___ Task inputs

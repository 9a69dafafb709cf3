//! Per-run state shared by all processors: thresholds, switches, counters,
//! the reporting sink and the collection-type cache.

mod reporter;
mod target;

use std::collections::HashMap;
use std::path::{Path, PathBuf};

use crate::error::MetaCheckerError;
use crate::levels::{Complexity, WeightUnit};

pub use reporter::{RecordingReporter, Reporter, Severity, TracingReporter};
pub use target::{ElementKind, Member, Target};

/// Configured maximum levels; `None` means no limit.
#[derive(Debug, Clone, Copy, Default, PartialEq, Eq)]
pub struct Thresholds {
    pub max_weight: Option<WeightUnit>,
    pub max_time_complexity: Option<Complexity>,
    pub max_memory_complexity: Option<Complexity>,
}

#[derive(Debug, Clone, Copy, Default, PartialEq, Eq)]
pub struct Counters {
    pub info: usize,
    pub warnings: usize,
    pub errors: usize,
}

/// Memoised answer to "is this type a collection or object array".
#[derive(Debug, Clone, Copy, PartialEq, Eq)]
pub enum CacheState {
    Positive,
    Negative,
    /// Lookup in progress; breaks cycles in broken class hierarchies.
    Pending,
}

pub struct CheckContext {
    thresholds: Thresholds,
    check_nullable: bool,
    check_may_contain_null: bool,
    target_dir: PathBuf,
    reporter: Box<dyn Reporter>,
    counters: Counters,
    collection_cache: HashMap<String, CacheState>,
}

impl CheckContext {
    #[must_use]
    pub fn new(reporter: Box<dyn Reporter>) -> Self {
        Self {
            thresholds: Thresholds::default(),
            check_nullable: false,
            check_may_contain_null: false,
            target_dir: PathBuf::from("."),
            reporter,
            counters: Counters::default(),
            collection_cache: HashMap::new(),
        }
    }

    #[must_use]
    pub const fn with_thresholds(mut self, thresholds: Thresholds) -> Self {
        self.thresholds = thresholds;
        self
    }

    #[must_use]
    pub const fn with_nullability_checks(mut self, nullable: bool, may_contain_null: bool) -> Self {
        self.check_nullable = nullable;
        self.check_may_contain_null = may_contain_null;
        self
    }

    #[must_use]
    pub fn with_target_dir(mut self, dir: impl Into<PathBuf>) -> Self {
        self.target_dir = dir.into();
        self
    }

    #[must_use]
    pub const fn thresholds(&self) -> &Thresholds {
        &self.thresholds
    }

    #[must_use]
    pub const fn check_nullable(&self) -> bool {
        self.check_nullable
    }

    #[must_use]
    pub const fn check_may_contain_null(&self) -> bool {
        self.check_may_contain_null
    }

    #[must_use]
    pub fn target_dir(&self) -> &Path {
        &self.target_dir
    }

    #[must_use]
    pub const fn counters(&self) -> Counters {
        self.counters
    }

    /// Report a finding, prefixed with the target location when given.
    pub fn report(&mut self, severity: Severity, message: &str, target: Option<&Target<'_>>) {
        self.count_suppressed(severity);
        match target {
            Some(target) => {
                let text = format!("{} {message}", target.location());
                self.reporter.report(severity, &text);
            }
            None => self.reporter.report(severity, message),
        }
    }

    /// Count a finding whose message is over an output limit.
    pub const fn count_suppressed(&mut self, severity: Severity) {
        match severity {
            Severity::Info => self.counters.info += 1,
            Severity::Warning => self.counters.warnings += 1,
            Severity::Error => self.counters.errors += 1,
        }
    }

    pub fn info(&mut self, message: &str, target: Option<&Target<'_>>) {
        self.report(Severity::Info, message, target);
    }

    pub fn warning(&mut self, message: &str, target: Option<&Target<'_>>) {
        self.report(Severity::Warning, message, target);
    }

    pub fn error(&mut self, message: &str, target: Option<&Target<'_>>) {
        self.report(Severity::Error, message, target);
    }

    /// Build the error that stops the whole run; return it with `Err(..)`.
    #[must_use]
    pub fn abort(&self, message: &str, target: Option<&Target<'_>>) -> MetaCheckerError {
        let text = target.map_or_else(
            || message.to_string(),
            |target| format!("{} {message}", target.location()),
        );
        MetaCheckerError::Abort(text)
    }

    #[must_use]
    pub fn cached_collection_state(&self, type_name: &str) -> Option<CacheState> {
        self.collection_cache.get(type_name).copied()
    }

    pub fn remember_collection_state(&mut self, type_name: &str, state: CacheState) {
        self.collection_cache.insert(type_name.to_string(), state);
    }
}

impl std::fmt::Debug for CheckContext {
    fn fmt(&self, f: &mut std::fmt::Formatter<'_>) -> std::fmt::Result {
        f.debug_struct("CheckContext")
            .field("thresholds", &self.thresholds)
            .field("check_nullable", &self.check_nullable)
            .field("check_may_contain_null", &self.check_may_contain_null)
            .field("target_dir", &self.target_dir)
            .field("counters", &self.counters)
            .finish_non_exhaustive()
    }
}

#[cfg(test)]
#[path = "mod_tests.rs"]
mod tests;
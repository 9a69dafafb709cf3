use indexmap::IndexMap;

use crate::classfile::{Annotation, ClassFile};
use crate::context::{CheckContext, ElementKind, Target};
use crate::error::Result;

use super::{MetaAnnotation, ProcessorRegistry};

/// Number of handled annotations per family, in first-seen order.
#[derive(Debug, Clone, Default, PartialEq, Eq)]
pub struct AnnotationCounts {
    counts: IndexMap<MetaAnnotation, usize>,
}

impl AnnotationCounts {
    #[must_use]
    pub fn new() -> Self {
        Self::default()
    }

    pub fn add(&mut self, kind: MetaAnnotation, count: usize) {
        *self.counts.entry(kind).or_insert(0) += count;
    }

    #[must_use]
    pub fn get(&self, kind: MetaAnnotation) -> usize {
        self.counts.get(&kind).copied().unwrap_or(0)
    }

    #[must_use]
    pub fn total(&self) -> usize {
        self.counts.values().sum()
    }

    pub fn iter(&self) -> impl Iterator<Item = (MetaAnnotation, usize)> + '_ {
        self.counts.iter().map(|(kind, count)| (*kind, *count))
    }
}

/// Walk one class and dispatch its annotations to the registered processors.
///
/// Order: class annotations, fields in declaration order, then every method
/// with its own annotations followed by its parameter annotation groups.
/// Parameter groups are indexed modulo the declared argument count.
/// Handled annotations are added to `counts` as they are processed.
///
/// # Errors
/// Stops at the first processor abort and returns it; `counts` keeps what
/// was handled before it.
pub fn traverse_class(
    registry: &ProcessorRegistry,
    context: &mut CheckContext,
    class: &ClassFile,
    class_index: usize,
    counts: &mut AnnotationCounts,
) -> Result<()> {
    if registry.claims_kind(ElementKind::Type) {
        let target = Target::class(class, class_index);
        dispatch(registry, context, &target, &class.annotations, counts)?;
    }

    if registry.claims_kind(ElementKind::Field) {
        for (index, field) in class.fields.iter().enumerate() {
            let target = Target::field(class, field, index);
            dispatch(registry, context, &target, &field.annotations, counts)?;
        }
    }

    let claims_methods =
        registry.claims_kind(ElementKind::Method) || registry.claims_kind(ElementKind::Constructor);
    let claims_parameters = registry.claims_kind(ElementKind::Parameter);
    if claims_methods || claims_parameters {
        for (index, method) in class.methods.iter().enumerate() {
            let target = Target::method(class, method, index);
            if registry.claims_kind(target.kind) {
                dispatch(registry, context, &target, &method.annotations, counts)?;
            }
            if !claims_parameters {
                continue;
            }
            let argc = method.argument_types().len();
            for (group_index, group) in method.parameter_annotations.iter().enumerate() {
                let position = if argc == 0 {
                    group_index
                } else {
                    group_index % argc
                };
                let target = Target::parameter(class, method, position);
                dispatch(registry, context, &target, group, counts)?;
            }
        }
    }

    Ok(())
}

fn dispatch(
    registry: &ProcessorRegistry,
    context: &mut CheckContext,
    target: &Target<'_>,
    annotations: &[Annotation],
    counts: &mut AnnotationCounts,
) -> Result<()> {
    for annotation in annotations {
        for processor in registry.processors_for(&annotation.type_descriptor) {
            if !processor.is_element_allowed(target.kind) {
                continue;
            }
            let processed = processor.process(context, target, annotation)?;
            counts.add(processor.kind(), processed);
        }
    }
    Ok(())
}

#[cfg(test)]
#[path = "traversal_tests.rs"]
mod tests;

______

Work order :: Among the lines above, find those with the string "levels" and copy them.

Output for this exercise ::
use crate::levels::{Complexity, WeightUnit};
/// Configured maximum levels; `None` means no limit.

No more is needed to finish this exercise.